Tata Capital fell 1.25% Monday as the NCD rally faded. The NBFC plans to raise up to ₹36,000 crore via debentures, avoiding equity dilution.
Tata Capital shares fell 1.25% to ₹362.20 by 10.55 am Monday, giving back some of Friday's 6.18% surge. Sell orders accounted for 68.9% of total traded quantity, exchange data showed. The stock had touched a 52-week high of ₹379.95 on June 19.
Friday's rally came after the board approved raising up to ₹36,000 crore through non-convertible debentures (NCDs) on a private placement basis, subject to shareholder approval. The board met on June 17.
The fundraise may span secured, unsecured, subordinated, and perpetual debt instruments, as well as green bonds, the company said in an exchange filing. The company will finalise interest rate and tenor after shareholder approval.
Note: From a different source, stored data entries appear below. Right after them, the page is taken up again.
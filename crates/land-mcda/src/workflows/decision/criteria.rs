use std::collections::HashSet;

use serde::{Deserialize, Serialize};

use super::domain::{Criterion, CriterionId};
use super::engine::{self, WeightValidationError, REQUIRED_WEIGHT_TOTAL};

/// Allowed range and granularity for interactive weight adjustments.
#[derive(Debug, Clone, Copy, PartialEq, Eq, Serialize, Deserialize)]
pub struct WeightBounds {
    pub min: u32,
    pub max: u32,
    pub step: u32,
}

impl Default for WeightBounds {
    fn default() -> Self {
        Self {
            min: 0,
            max: REQUIRED_WEIGHT_TOTAL,
            step: 1,
        }
    }
}

impl WeightBounds {
    /// Slider limits used by the analysis setup screen.
    pub const fn slider() -> Self {
        Self {
            min: 5,
            max: 50,
            step: 5,
        }
    }

    fn admits(&self, weight: u32) -> bool {
        let step = self.step.max(1);
        weight >= self.min && weight <= self.max && (weight - self.min) % step == 0
    }
}

#[derive(Debug, Clone, PartialEq, Eq, thiserror::Error)]
pub enum CriterionStoreError {
    #[error("criterion '{0}' is defined more than once")]
    DuplicateCriterion(CriterionId),
    #[error("criterion '{0}' does not exist")]
    UnknownCriterion(CriterionId),
    #[error("weight {weight} for criterion '{criterion}' exceeds {REQUIRED_WEIGHT_TOTAL}")]
    WeightOutOfRange { criterion: CriterionId, weight: u32 },
    #[error("weight {weight} for criterion '{criterion}' is outside {min}..={max} in steps of {step}")]
    WeightOffStep {
        criterion: CriterionId,
        weight: u32,
        min: u32,
        max: u32,
        step: u32,
    },
}

/// Live, ordered set of criteria for one analysis.
///
/// Weights may be adjusted freely and need not sum to 100 between edits.
#[derive(Debug, Clone, Default, PartialEq, Eq, Serialize)]
#[serde(transparent)]
pub struct CriterionSet {
    criteria: Vec<Criterion>,
}

impl CriterionSet {
    pub fn new(criteria: Vec<Criterion>) -> Result<Self, CriterionStoreError> {
        let mut seen = HashSet::new();
        for criterion in &criteria {
            if !seen.insert(&criterion.id) {
                return Err(CriterionStoreError::DuplicateCriterion(
                    criterion.id.clone(),
                ));
            }
            check_weight(&criterion.id, criterion.weight)?;
        }

        Ok(Self { criteria })
    }

    pub fn get(&self, id: &CriterionId) -> Option<&Criterion> {
        self.criteria.iter().find(|criterion| &criterion.id == id)
    }

    pub fn contains(&self, id: &CriterionId) -> bool {
        self.get(id).is_some()
    }

    pub fn iter(&self) -> impl Iterator<Item = &Criterion> {
        self.criteria.iter()
    }

    pub fn ids(&self) -> impl Iterator<Item = &CriterionId> {
        self.criteria.iter().map(|criterion| &criterion.id)
    }

    pub fn as_slice(&self) -> &[Criterion] {
        &self.criteria
    }

    pub fn len(&self) -> usize {
        self.criteria.len()
    }

    pub fn is_empty(&self) -> bool {
        self.criteria.is_empty()
    }

    pub fn set_weight(&mut self, id: &CriterionId, weight: u32) -> Result<(), CriterionStoreError> {
        check_weight(id, weight)?;
        let criterion = self.get_mut(id)?;
        criterion.weight = weight;
        Ok(())
    }

    pub fn adjust_weight(
        &mut self,
        id: &CriterionId,
        weight: u32,
        bounds: WeightBounds,
    ) -> Result<(), CriterionStoreError> {
        if !bounds.admits(weight) {
            return Err(CriterionStoreError::WeightOffStep {
                criterion: id.clone(),
                weight,
                min: bounds.min,
                max: bounds.max,
                step: bounds.step,
            });
        }
        self.set_weight(id, weight)
    }

    pub fn total_weight(&self) -> u32 {
        engine::total_weight(&self.criteria)
    }

    pub fn is_valid_weighting(&self) -> bool {
        engine::is_valid_weighting(&self.criteria)
    }

    pub fn validate_weights(&self) -> Result<(), WeightValidationError> {
        engine::validate_weights(&self.criteria)
    }

    /// Replace every weight with its proportional share of 100.
    pub fn normalize(&mut self) -> Result<(), WeightValidationError> {
        self.criteria = engine::normalize_weights(&self.criteria)?;
        Ok(())
    }

    /// Owned copy for recording; later edits to this set do not reach it.
    pub fn snapshot(&self) -> Vec<Criterion> {
        self.criteria.clone()
    }

    fn get_mut(&mut self, id: &CriterionId) -> Result<&mut Criterion, CriterionStoreError> {
        self.criteria
            .iter_mut()
            .find(|criterion| &criterion.id == id)
            .ok_or_else(|| CriterionStoreError::UnknownCriterion(id.clone()))
    }
}

fn check_weight(id: &CriterionId, weight: u32) -> Result<(), CriterionStoreError> {
    if weight > REQUIRED_WEIGHT_TOTAL {
        return Err(CriterionStoreError::WeightOutOfRange {
            criterion: id.clone(),
            weight,
        });
    }
    Ok(())
}
use super::super::domain::{Alternative, Criterion, CriterionId, ScoreComponent};

pub(crate) fn contribution(raw_score: f64, weight: u32) -> f64 {
    raw_score * f64::from(weight) / 100.0
}

/// First active criterion the alternative has no score for, in criterion order.
pub(crate) fn first_missing<'a>(
    alternative: &Alternative,
    criteria: &'a [Criterion],
) -> Option<&'a CriterionId> {
    criteria
        .iter()
        .map(|criterion| &criterion.id)
        .find(|id| !alternative.scores.contains_key(*id))
}

/// Weighted sum of one alternative across the criteria. Missing scores count as zero.
pub(crate) fn weighted_total(
    alternative: &Alternative,
    criteria: &[Criterion],
) -> (f64, Vec<ScoreComponent>) {
    let mut components = Vec::with_capacity(criteria.len());
    let mut total = 0.0;

    for criterion in criteria {
        let (raw_score, defaulted) = match alternative.score(&criterion.id) {
            Some(score) => (score, false),
            None => (0.0, true),
        };

        let share = contribution(raw_score, criterion.weight);
        total += share;
        components.push(ScoreComponent {
            criterion_id: criterion.id.clone(),
            weight: criterion.weight,
            raw_score,
            contribution: share,
            defaulted,
        });
    }

    (total, components)
}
Tata Capital, the financial services arm of the Tata Group, listed on exchanges in October 2025. Promoters hold 85.41% of shares as of March 2026. Foreign and domestic institutional investors own 4.88% and 3.60% respectively. Free-float market cap stands at ₹15,595 crore.
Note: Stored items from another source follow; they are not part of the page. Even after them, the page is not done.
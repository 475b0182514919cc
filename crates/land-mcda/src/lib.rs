//! Weighted multi-criteria decision analysis for regional land-use planning.

pub mod config;
pub mod error;
pub mod telemetry;
pub mod workflows;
The debt issuance avoids equity dilution at a time when NBFC funding costs remain elevated. If fully deployed, the ₹36,000 crore could expand the loan book by roughly 25% based on current equity base, the exchange filing showed. That would test asset quality while growing.
Year to date, Tata Capital has returned 6.39%, ahead of the Nifty Next 50's 4.16%. The stock's free-float is about 12% of total market cap, making it relatively tightly held.